▶ **Material to process**
== == ==

//! Update specifications.
//!
//! An update document is either a full replacement or a partial merge keyed under
//! `$set`. Nothing else is accepted.

use bson::{Bson, Document};

use crate::{
    document::{ID_FIELD, normalize_document},
    error::{MongoFakeError, MongoFakeResult},
};

/// Reserved key marking a partial merge.
pub const SET_OPERATOR: &str = "$set";

/// A parsed update document.
#[derive(Debug, Clone, PartialEq)]
pub enum UpdateSpec {
    /// Replace the whole stored document, keeping its identifier.
    Replace(Document),
    /// Overwrite or create the named fields; dotted names address nested documents.
    Set(Document),
}

impl UpdateSpec {
    /// Parses an update document.
    ///
    /// # Errors
    ///
    /// - [`MongoFakeError::UnsupportedOperator`] for any `$` key other than `$set`
    /// - [`MongoFakeError::InvalidArgument`] when `$set` is mixed with plain keys or its
    ///   value is not a document
    /// - [`MongoFakeError::InvalidDocument`] for replacement documents or `$set` paths
    ///   breaking the key rules
    pub fn parse(update: &Document) -> MongoFakeResult<Self> {
        if let Some(key) = update.keys().find(|key| key.starts_with('$') && *key != SET_OPERATOR) {
            log::warn!("rejecting unsupported update operator {key}");
            return Err(MongoFakeError::UnsupportedOperator(key.clone()));
        }

        match update.get(SET_OPERATOR) {
            None => Ok(UpdateSpec::Replace(normalize_document(update)?)),
            Some(_) if update.len() > 1 => Err(MongoFakeError::InvalidArgument(
                "$set cannot be combined with replacement fields".into(),
            )),
            Some(Bson::Document(fields)) => {
                let mut checked = Document::new();
                for (path, value) in fields {
                    check_path(path)?;
                    checked.insert(path.clone(), normalize_value(value)?);
                }
                Ok(UpdateSpec::Set(checked))
            }
            Some(_) => Err(MongoFakeError::InvalidArgument("$set value must be a document".into())),
        }
    }

    /// Returns true if applying this update would change the identifier of a
    /// document whose current identifier is `id`.
    pub fn touches_id(&self, id: Option<&Bson>) -> bool {
        let target = match self {
            UpdateSpec::Replace(doc) | UpdateSpec::Set(doc) => doc.get(ID_FIELD),
        };

        match (target, id) {
            (Some(new), Some(current)) => new != current,
            _ => false,
        }
    }
}

fn check_path(path: &str) -> MongoFakeResult<()> {
    if path.starts_with('$') {
        return Err(MongoFakeError::InvalidDocument(format!("field {path:?} must not start with '$'")));
    }
    if path.contains('\0') || path.split('.').any(str::is_empty) {
        return Err(MongoFakeError::InvalidDocument(format!("invalid field path {path:?}")));
    }

    Ok(())
}

fn normalize_value(value: &Bson) -> MongoFakeResult<Bson> {
    // wrap so nested keys go through the same rules as inserted documents
    let mut holder = Document::new();
    holder.insert("value", value.clone());
    let mut normalized = normalize_document(&holder)?;

    Ok(normalized.remove("value").unwrap_or(Bson::Null))
}

#[cfg(test)]
mod tests {
    use super::*;
    use bson::doc;

    #[test]
    fn plain_documents_replace() {
        let spec = UpdateSpec::parse(&doc! { "a": 1, "b": { "c": 2 } }).unwrap();
        assert_eq!(spec, UpdateSpec::Replace(doc! { "a": 1, "b": { "c": 2 } }));
    }

    #[test]
    fn set_documents_merge() {
        let spec = UpdateSpec::parse(&doc! { "$set": { "a": 9, "b.c": 3 } }).unwrap();
        assert_eq!(spec, UpdateSpec::Set(doc! { "a": 9, "b.c": 3 }));
    }

    #[test]
    fn other_operators_are_rejected() {
        assert_eq!(
            UpdateSpec::parse(&doc! { "$inc": { "a": 1 } }),
            Err(MongoFakeError::UnsupportedOperator("$inc".into()))
        );
        assert!(matches!(
            UpdateSpec::parse(&doc! { "$set": 1 }),
            Err(MongoFakeError::InvalidArgument(_))
        ));
        assert!(matches!(
            UpdateSpec::parse(&doc! { "$set": { "a": 1 }, "b": 2 }),
            Err(MongoFakeError::InvalidArgument(_))
        ));
        assert!(matches!(
            UpdateSpec::parse(&doc! { "$set": { "a..b": 1 } }),
            Err(MongoFakeError::InvalidDocument(_))
        ));
    }

    #[test]
    fn detects_identifier_changes() {
        let spec = UpdateSpec::parse(&doc! { "$set": { "_id": 2 } }).unwrap();
        assert!(spec.touches_id(Some(&Bson::Int32(1))));
        assert!(!spec.touches_id(Some(&Bson::Int32(2))));

        let spec = UpdateSpec::parse(&doc! { "a": 1 }).unwrap();
        assert!(!spec.touches_id(Some(&Bson::Int32(1))));
    }
}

== == ==

▶ **What is expected**
Filter the listing so that only lines holding the word "UnsupportedOperator" remain, and copy those lines.

▶ **Reply to the task**
    /// - [`MongoFakeError::UnsupportedOperator`] for any `$` key other than `$set`
            return Err(MongoFakeError::UnsupportedOperator(key.clone()));
            Err(MongoFakeError::UnsupportedOperator("$inc".into()))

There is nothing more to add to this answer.